Remember these two key words: watch and wait. Whenever the time is ripe, your watchfulness is perfect, thoughts will disappear – and their disappearance means the opening of the whole existence. This is what I call meditation.
In this moment there will be a very subtle remembrance of me, but don’t emphasize it. Let it come as a breeze and let it go. It should not be a hindrance, it should be only a simple gratefulness – just a whiff of fragrance for a moment, surrounding you and then disappearing into the cosmos.
As you become open to existence you will find for the first time what love is. It will not be addressed to anybody in particular; it will be unaddressed – to the stars, to the trees, to people, to animals, to the mountains, to the rivers, to the ocean, to everything that is. Your love will be showering on it.
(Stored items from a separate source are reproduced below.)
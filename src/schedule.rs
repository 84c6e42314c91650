//! Dashboard schedule demo: writes one record to the `schedules` table

use axum::{
    Extension, Form,
    extract::State,
    response::{IntoResponse, Response},
};
use log::{info, warn};
use serde::{Deserialize, Serialize};
use serde_json::{Value, json};

use crate::app::SharedState;
use crate::backend::{Backend, BackendError};
use crate::error::AppError;
use crate::login::CurrentUser;
use crate::views::{self, DashboardPage, Notice, Shell};

pub const SCHEDULES_TABLE: &str = "schedules";

/// One schedule entry
#[derive(Debug, Clone, PartialEq, Serialize, Deserialize)]
pub struct ScheduleRecord {
    pub course: String,
    pub discipline: String,
    pub room: String,
}

impl Default for ScheduleRecord {
    fn default() -> Self {
        ScheduleRecord {
            course: "Administração".to_string(),
            discipline: "Estatística".to_string(),
            room: "B201".to_string(),
        }
    }
}

/// Insert one schedule record
pub struct SaveSchedule {
    pub record: ScheduleRecord,
}

/// The stored record's generated identifier, if the backend returned one
#[derive(Debug, Clone, PartialEq)]
pub struct ScheduleSaved {
    pub id: Option<String>,
}

impl ScheduleSaved {
    pub fn message(&self) -> String {
        format!("Registro salvo (id: {})", self.id.as_deref().unwrap_or_default())
    }
}

impl SaveSchedule {
    pub async fn execute(
        &self,
        backend: &dyn Backend,
        token: Option<&str>,
    ) -> Result<ScheduleSaved, BackendError> {
        let record = json!({
            "course": self.record.course,
            "discipline": self.record.discipline,
            "room": self.record.room,
        });
        let stored = backend.insert(SCHEDULES_TABLE, vec![record], token).await?;

        let id = stored
            .first()
            .and_then(|row| row.get("id"))
            .and_then(|id| match id {
                Value::String(s) => Some(s.clone()),
                Value::Null => None,
                other => Some(other.to_string()),
            });
        Ok(ScheduleSaved { id })
    }
}

/// Message for a failed save
pub fn failure_message(err: &BackendError) -> String {
    format!("Erro: {}", err.message())
}

fn render_dashboard(
    state: &SharedState,
    user: &CurrentUser,
    record: ScheduleRecord,
    notice: Option<Notice>,
) -> Result<Response, AppError> {
    let page = DashboardPage {
        shell: Shell {
            active: "dashboard",
            user_email: user.user.display_name(),
        },
        course: record.course,
        discipline: record.discipline,
        room: record.room,
        notice,
    };
    Ok(state.views.render(views::DASHBOARD, &page)?.into_response())
}

// Web handlers

pub async fn serve_dashboard(
    State(state): State<SharedState>,
    Extension(user): Extension<CurrentUser>,
) -> Result<Response, AppError> {
    render_dashboard(&state, &user, ScheduleRecord::default(), None)
}

pub async fn handle_save(
    State(state): State<SharedState>,
    Extension(user): Extension<CurrentUser>,
    Form(record): Form<ScheduleRecord>,
) -> Result<Response, AppError> {
    let command = SaveSchedule { record };
    let notice = match command.execute(state.backend.as_ref(), user.token()).await {
        Ok(saved) => {
            info!("schedule saved with id {:?}", saved.id);
            Notice::success(saved.message())
        }
        Err(err) => {
            warn!("schedule save failed: {}", err);
            Notice::error(failure_message(&err))
        }
    };
    render_dashboard(&state, &user, command.record, Some(notice))
}

#[cfg(test)]
mod tests {
    use super::*;
    use crate::backend::fake::{Call, FakeBackend};

    #[tokio::test]
    async fn test_save_reports_generated_id() {
        let backend = FakeBackend::new();
        let command = SaveSchedule {
            record: ScheduleRecord::default(),
        };

        let saved = command.execute(&backend, Some("jwt")).await.unwrap();
        assert_eq!(saved.id.as_deref(), Some("1"));
        assert!(saved.message().contains("1"));
        assert_eq!(saved.message(), "Registro salvo (id: 1)");

        assert_eq!(
            backend.calls(),
            vec![Call::Insert {
                table: "schedules".to_string(),
                records: vec![json!({
                    "course": "Administração",
                    "discipline": "Estatística",
                    "room": "B201",
                })],
                token: Some("jwt".to_string()),
            }]
        );
    }

    #[tokio::test]
    async fn test_save_failure_message() {
        let backend = FakeBackend::failing("relation \"public.schedules\" does not exist");
        let command = SaveSchedule {
            record: ScheduleRecord::default(),
        };

        let err = command.execute(&backend, None).await.unwrap_err();
        assert_eq!(
            failure_message(&err),
            "Erro: relation \"public.schedules\" does not exist"
        );
    }

    #[test]
    fn test_missing_id_leaves_it_blank() {
        assert_eq!(ScheduleSaved { id: None }.message(), "Registro salvo (id: )");
        assert_eq!(
            ScheduleSaved {
                id: Some("7f1c".to_string())
            }
            .message(),
            "Registro salvo (id: 7f1c)"
        );
    }
}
But you need not worry about it; these are by-products of meditation.
So don’t think of three things – meditation, remembrance of the master, and love. Just concentrate totally on meditation. When the meditation is complete there will come a moment when you will remember the master; it is bound to be so. And then there will be just an overflowing of love for no reason, just because you are so full, a raincloud. You will be a lovecloud wanting to shower.
The ordinary love is always toward someone, always addressed. And the addressed love is dangerous.
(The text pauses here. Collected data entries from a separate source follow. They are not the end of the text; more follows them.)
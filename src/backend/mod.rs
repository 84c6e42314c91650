//! Remote backend client
//!
//! Every screen of the application is a thin call into a hosted
//! backend-as-a-service: passwordless authentication, table inserts and
//! object storage. The [`Backend`] trait is the seam between the web layer and
//! that service; [`SupabaseClient`] speaks its REST API over HTTP.

mod supabase;

#[cfg(test)]
pub(crate) mod fake;

pub use supabase::SupabaseClient;

use async_trait::async_trait;
use serde::{Deserialize, Serialize};
use serde_json::Value;
use thiserror::Error;

/// Failure of a backend request
///
/// Both variants carry a human-readable message that is shown to the user
/// verbatim; no distinction is made between transient and permanent failures.
#[derive(Debug, Clone, Error, PartialEq)]
pub enum BackendError {
    /// The request never produced a response (DNS, TLS, timeout, ...)
    #[error("{0}")]
    Transport(String),

    /// The backend answered with a non-success status
    #[error("{message}")]
    Api { status: u16, message: String },
}

impl BackendError {
    /// The text surfaced to the user
    pub fn message(&self) -> &str {
        match self {
            BackendError::Transport(message) => message,
            BackendError::Api { message, .. } => message,
        }
    }
}

impl From<reqwest::Error> for BackendError {
    fn from(err: reqwest::Error) -> Self {
        BackendError::Transport(err.to_string())
    }
}

/// Authenticated user as reported by the backend
#[derive(Debug, Clone, PartialEq, Serialize, Deserialize)]
pub struct AuthUser {
    pub id: String,
    #[serde(default)]
    pub email: Option<String>,
}

/// Session issued by the backend after a magic link is followed
#[derive(Debug, Clone, PartialEq, Serialize, Deserialize)]
pub struct AuthSession {
    pub access_token: String,
    #[serde(default)]
    pub refresh_token: Option<String>,
    /// Lifetime of the access token in seconds
    #[serde(default = "default_expires_in")]
    pub expires_in: u64,
    pub user: AuthUser,
}

fn default_expires_in() -> u64 {
    3600
}

/// How the emailed link proves the visitor's identity
#[derive(Debug, Clone, PartialEq)]
pub enum LinkProof {
    /// PKCE flow: one-time code plus the verifier kept in the visitor's browser
    Code { code: String, verifier: String },

    /// Token-hash flow: hashed token and its type (`magiclink`, `email`, ...)
    TokenHash { token_hash: String, kind: String },
}

/// Magic-link request
#[derive(Debug, Clone, PartialEq)]
pub struct MagicLinkRequest {
    pub email: String,
    /// Where the emailed link should land
    pub redirect_to: Option<String>,
    /// PKCE challenge (plain method)
    pub code_challenge: Option<String>,
}

/// An object written to storage
#[derive(Debug, Clone, PartialEq)]
pub struct StoredObject {
    /// Path of the object inside its bucket
    pub path: String,
    /// Full key, `bucket/path`
    pub full_path: String,
}

/// Object storage upload
#[derive(Debug, Clone)]
pub struct Upload {
    pub bucket: String,
    pub path: String,
    pub content_type: String,
    pub bytes: Vec<u8>,
    /// Overwrite an existing object with the same path
    pub upsert: bool,
}

/// Operations the application needs from the hosted backend
///
/// `token` is the signed-in user's access token; `None` issues the request
/// with the public key only.
#[async_trait]
pub trait Backend: Send + Sync {
    /// Ask the backend to email a one-time sign-in link
    async fn send_magic_link(&self, request: &MagicLinkRequest) -> Result<(), BackendError>;

    /// Turn the proof carried by a followed link into a session
    async fn verify_link(&self, proof: &LinkProof) -> Result<AuthSession, BackendError>;

    /// Revoke the session behind an access token
    async fn sign_out(&self, token: &str) -> Result<(), BackendError>;

    /// Insert records into a table and return the stored representation
    async fn insert(
        &self,
        table: &str,
        records: Vec<Value>,
        token: Option<&str>,
    ) -> Result<Vec<Value>, BackendError>;

    /// Upload a blob to object storage
    async fn upload(&self, upload: Upload, token: Option<&str>)
    -> Result<StoredObject, BackendError>;
}

#[cfg(test)]
mod tests {
    use super::*;

    #[test]
    fn test_error_message_is_verbatim() {
        let err = BackendError::Api {
            status: 409,
            message: "duplicate key value violates unique constraint".to_string(),
        };
        assert_eq!(err.message(), "duplicate key value violates unique constraint");
        assert_eq!(err.to_string(), err.message());

        let err = BackendError::Transport("connection refused".to_string());
        assert_eq!(err.to_string(), "connection refused");
    }

    #[test]
    fn test_session_defaults() {
        let session: AuthSession = serde_json::from_value(serde_json::json!({
            "access_token": "jwt",
            "user": {"id": "u-1", "email": "ana@unibave.net"}
        }))
        .unwrap();
        assert_eq!(session.expires_in, 3600);
        assert_eq!(session.refresh_token, None);
        assert_eq!(session.user.email.as_deref(), Some("ana@unibave.net"));
    }
}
I am reminded of a beautiful story:
A Buddhist nun had a beautiful golden Buddha, a small, golden statue of Buddha. She was staying in a temple in China: perhaps it is the only temple in the whole world with so many statues. It is called the temple of ten thousand buddhas. Ten thousand statues of Buddha – the whole mountain has been carved, the whole mountain has become a temple.
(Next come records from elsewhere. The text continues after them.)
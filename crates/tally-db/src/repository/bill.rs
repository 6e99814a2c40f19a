//! # Bill Repository
//!
//! Database operations for bills and their nested collections.
//!
//! ## Storage Layout
//! ```text
//! ┌─────────────────────────────────────────────────────────────────────────┐
//! │                     Bill Storage Layout                                 │
//! │                                                                         │
//! │  bills ──────────┬── participants   (ordered by position)              │
//! │                  └── items          (ordered by position)              │
//! │                         └── item_consumers (ordered by position)       │
//! │                                                                         │
//! │  Writes replace the whole aggregate in one transaction.                │
//! │  Reads reassemble it in the same order it was written, because the     │
//! │  split engine's remainder distribution depends on list order.          │
//! └─────────────────────────────────────────────────────────────────────────┘
//! ```
//!
//! Tip policy is stored as a JSON column; a row whose JSON no longer parses
//! surfaces as [`DbError::CorruptRecord`] rather than a silent default.

use std::collections::HashMap;

use chrono::{DateTime, Utc};
use serde::Serialize;
use sqlx::{FromRow, SqlitePool};
use tracing::debug;

use crate::error::{DbError, DbResult};
use tally_core::{Bill, Currency, Item, Money, Participant, TipPolicy};

// =============================================================================
// Row Types
// =============================================================================

#[derive(Debug, FromRow)]
struct BillRow {
    id: String,
    title: String,
    description: Option<String>,
    currency: String,
    tip_policy: String,
    created_by: String,
    created_at: DateTime<Utc>,
}

#[derive(Debug, FromRow)]
struct ParticipantRow {
    id: String,
    name: String,
    email: Option<String>,
}

#[derive(Debug, FromRow)]
struct ItemRow {
    id: String,
    name: String,
    unit_price_minor: i64,
    quantity: i64,
}

#[derive(Debug, FromRow)]
struct ConsumerRow {
    item_id: String,
    participant_id: String,
}

/// Lightweight bill listing row, returned by [`BillRepository::list_summaries`].
/// Cheap to produce (no aggregate reassembly).
#[derive(Debug, Clone, Serialize, FromRow)]
pub struct BillSummary {
    pub id: String,
    pub title: String,
    pub currency: String,
    pub created_at: DateTime<Utc>,
    pub participant_count: i64,
    pub item_count: i64,
}

// =============================================================================
// Repository
// =============================================================================

/// Repository for bill database operations.
#[derive(Debug, Clone)]
pub struct BillRepository {
    pool: SqlitePool,
}

impl BillRepository {
    /// Creates a new BillRepository.
    pub fn new(pool: SqlitePool) -> Self {
        BillRepository { pool }
    }

    /// Inserts a complete bill aggregate.
    ///
    /// ## Transaction Scope
    /// The bill row, its participants, items, and consumer assignments are
    /// written atomically. Position columns record list order.
    pub async fn insert(&self, bill: &Bill) -> DbResult<()> {
        debug!(id = %bill.id, title = %bill.title, "Inserting bill");

        let tip_policy = serde_json::to_string(&bill.tip_policy)
            .map_err(|e| DbError::Internal(e.to_string()))?;

        let mut tx = self.pool.begin().await?;

        sqlx::query(
            r#"
            INSERT INTO bills (
                id, title, description, currency,
                tip_policy, created_by, created_at
            ) VALUES (?1, ?2, ?3, ?4, ?5, ?6, ?7)
            "#,
        )
        .bind(&bill.id)
        .bind(&bill.title)
        .bind(&bill.description)
        .bind(bill.currency.code())
        .bind(&tip_policy)
        .bind(&bill.created_by)
        .bind(bill.created_at)
        .execute(&mut *tx)
        .await?;

        for (position, participant) in bill.participants.iter().enumerate() {
            sqlx::query(
                r#"
                INSERT INTO participants (id, bill_id, position, name, email)
                VALUES (?1, ?2, ?3, ?4, ?5)
                "#,
            )
            .bind(&participant.id)
            .bind(&bill.id)
            .bind(position as i64)
            .bind(&participant.name)
            .bind(&participant.email)
            .execute(&mut *tx)
            .await?;
        }

        for (position, item) in bill.items.iter().enumerate() {
            insert_item_tx(&mut tx, &bill.id, position as i64, item).await?;
        }

        tx.commit().await?;

        Ok(())
    }

    /// Gets a bill by ID, reassembling the full aggregate.
    ///
    /// Returns `Ok(None)` when no bill with that id exists.
    pub async fn get_by_id(&self, id: &str) -> DbResult<Option<Bill>> {
        let row: Option<BillRow> = sqlx::query_as(
            r#"
            SELECT id, title, description, currency, tip_policy, created_by, created_at
            FROM bills
            WHERE id = ?1
            "#,
        )
        .bind(id)
        .fetch_optional(&self.pool)
        .await?;

        let Some(row) = row else {
            return Ok(None);
        };

        let tip_policy: TipPolicy =
            serde_json::from_str(&row.tip_policy).map_err(|e| DbError::CorruptRecord {
                entity: "Bill".to_string(),
                id: row.id.clone(),
                reason: format!("unreadable tip policy: {e}"),
            })?;

        let participant_rows: Vec<ParticipantRow> = sqlx::query_as(
            r#"
            SELECT id, name, email
            FROM participants
            WHERE bill_id = ?1
            ORDER BY position
            "#,
        )
        .bind(id)
        .fetch_all(&self.pool)
        .await?;

        let item_rows: Vec<ItemRow> = sqlx::query_as(
            r#"
            SELECT id, name, unit_price_minor, quantity
            FROM items
            WHERE bill_id = ?1
            ORDER BY position
            "#,
        )
        .bind(id)
        .fetch_all(&self.pool)
        .await?;

        let consumer_rows: Vec<ConsumerRow> = sqlx::query_as(
            r#"
            SELECT ic.item_id, ic.participant_id
            FROM item_consumers ic
            JOIN items i ON i.id = ic.item_id
            WHERE i.bill_id = ?1
            ORDER BY ic.item_id, ic.position
            "#,
        )
        .bind(id)
        .fetch_all(&self.pool)
        .await?;

        let mut consumers_by_item: HashMap<String, Vec<String>> = HashMap::new();
        for row in consumer_rows {
            consumers_by_item
                .entry(row.item_id)
                .or_default()
                .push(row.participant_id);
        }

        let participants = participant_rows
            .into_iter()
            .map(|p| Participant {
                id: p.id,
                name: p.name,
                email: p.email,
            })
            .collect();

        let items = item_rows
            .into_iter()
            .map(|i| {
                let consumed_by = consumers_by_item.remove(&i.id).unwrap_or_default();
                Item {
                    id: i.id,
                    name: i.name,
                    unit_price: Money::from_minor(i.unit_price_minor),
                    quantity: i.quantity,
                    consumed_by,
                }
            })
            .collect();

        Ok(Some(Bill {
            id: row.id,
            title: row.title,
            description: row.description,
            currency: Currency::new(&row.currency),
            tip_policy,
            created_by: row.created_by,
            created_at: row.created_at,
            participants,
            items,
        }))
    }

    /// Lists bill summaries, newest first.
    pub async fn list_summaries(&self) -> DbResult<Vec<BillSummary>> {
        let summaries: Vec<BillSummary> = sqlx::query_as(
            r#"
            SELECT
                b.id,
                b.title,
                b.currency,
                b.created_at,
                (SELECT COUNT(*) FROM participants p WHERE p.bill_id = b.id) AS participant_count,
                (SELECT COUNT(*) FROM items i WHERE i.bill_id = b.id) AS item_count
            FROM bills b
            ORDER BY b.created_at DESC, b.id
            "#,
        )
        .fetch_all(&self.pool)
        .await?;

        Ok(summaries)
    }

    /// Appends a single item to an existing bill.
    ///
    /// Position is assigned after the current last item, so repeated appends
    /// preserve insertion order.
    pub async fn append_item(&self, bill_id: &str, item: &Item) -> DbResult<()> {
        debug!(bill_id = %bill_id, item_id = %item.id, "Appending item");

        let mut tx = self.pool.begin().await?;

        let exists: Option<i64> = sqlx::query_scalar("SELECT 1 FROM bills WHERE id = ?1")
            .bind(bill_id)
            .fetch_optional(&mut *tx)
            .await?;

        if exists.is_none() {
            return Err(DbError::not_found("Bill", bill_id));
        }

        let next_position: i64 = sqlx::query_scalar(
            "SELECT COALESCE(MAX(position) + 1, 0) FROM items WHERE bill_id = ?1",
        )
        .bind(bill_id)
        .fetch_one(&mut *tx)
        .await?;

        insert_item_tx(&mut tx, bill_id, next_position, item).await?;

        tx.commit().await?;

        Ok(())
    }

    /// Deletes a bill and (via foreign key cascade) everything under it.
    pub async fn delete(&self, id: &str) -> DbResult<()> {
        debug!(id = %id, "Deleting bill");

        let result = sqlx::query("DELETE FROM bills WHERE id = ?1")
            .bind(id)
            .execute(&self.pool)
            .await?;

        if result.rows_affected() == 0 {
            return Err(DbError::not_found("Bill", id));
        }

        Ok(())
    }
}

/// Inserts one item row plus its consumer assignments inside a transaction.
async fn insert_item_tx(
    tx: &mut sqlx::Transaction<'_, sqlx::Sqlite>,
    bill_id: &str,
    position: i64,
    item: &Item,
) -> DbResult<()> {
    sqlx::query(
        r#"
        INSERT INTO items (id, bill_id, position, name, unit_price_minor, quantity)
        VALUES (?1, ?2, ?3, ?4, ?5, ?6)
        "#,
    )
    .bind(&item.id)
    .bind(bill_id)
    .bind(position)
    .bind(&item.name)
    .bind(item.unit_price.minor())
    .bind(item.quantity)
    .execute(&mut **tx)
    .await?;

    for (consumer_position, participant_id) in item.consumed_by.iter().enumerate() {
        sqlx::query(
            r#"
            INSERT INTO item_consumers (item_id, participant_id, position)
            VALUES (?1, ?2, ?3)
            "#,
        )
        .bind(&item.id)
        .bind(participant_id)
        .bind(consumer_position as i64)
        .execute(&mut **tx)
        .await?;
    }

    Ok(())
}

// =============================================================================
// Unit Tests
// =============================================================================
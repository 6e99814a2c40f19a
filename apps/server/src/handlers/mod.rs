//! # Request Handlers
//!
//! One module per resource:
//! - [`bills`] - bill CRUD and split computation
//! - [`receipts`] - receipt text parsing
//!
//! Handlers stay thin: decode JSON, call into tally-core/tally-db, map
//! errors through [`crate::error::ApiError`].

pub mod bills;
pub mod receipts;

use axum::extract::State;
use axum::http::StatusCode;

use crate::state::AppState;

/// Liveness endpoint with a database ping.
pub async fn health(State(state): State<AppState>) -> Result<&'static str, StatusCode> {
    if state.db.health_check().await {
        Ok("OK")
    } else {
        Err(StatusCode::SERVICE_UNAVAILABLE)
    }
}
But she was so much attached to her small golden Buddha that although there were beautiful statues of Buddha in different postures – sitting, walking, sleeping – she would worship her own golden Buddha every day in the morning. But there was a difficulty, and the difficulty was that she would burn incense. Her Buddha was very small, and you cannot depend on the winds. The winds would come and would take the smoke of the incense to other buddhas. And there were ten thousand buddhas – her own poor Buddha was so small that he was not getting any incense. She was really angry: “This is too bad. Other buddhas are getting it, and I am not burning it for them. This is simply fraud, and my poor Buddha is suffering.”
She thought of a device. She made a small bamboo, a hollow bamboo, and put it over the smoke of the incense and attached it to the nose of the small Buddha. And she was very happy because all the incense was going to the little Buddha, her own Buddha: “Who cares about buddhas? The question is my Buddha.”
But that created a new trouble: the face of the Buddha became black. She went to the priest of the temple and she said, “Help me. I am an old nun and I don’t know what to do now.”
He said, “But how did it happen?” She explained the whole thing. He said, “You are stupid. They are all buddhas, they are statues of the same person. You should not be so attached to your own small Buddha.”
This is what happens whenever love is addressed: it blackens the face of both persons, because both are addressing each other. So you can see lovers nagging, bitching…
Let the fragrance go, because all are one as far as life is concerned, all are one as far as existence is concerned. Nobody is “the other.”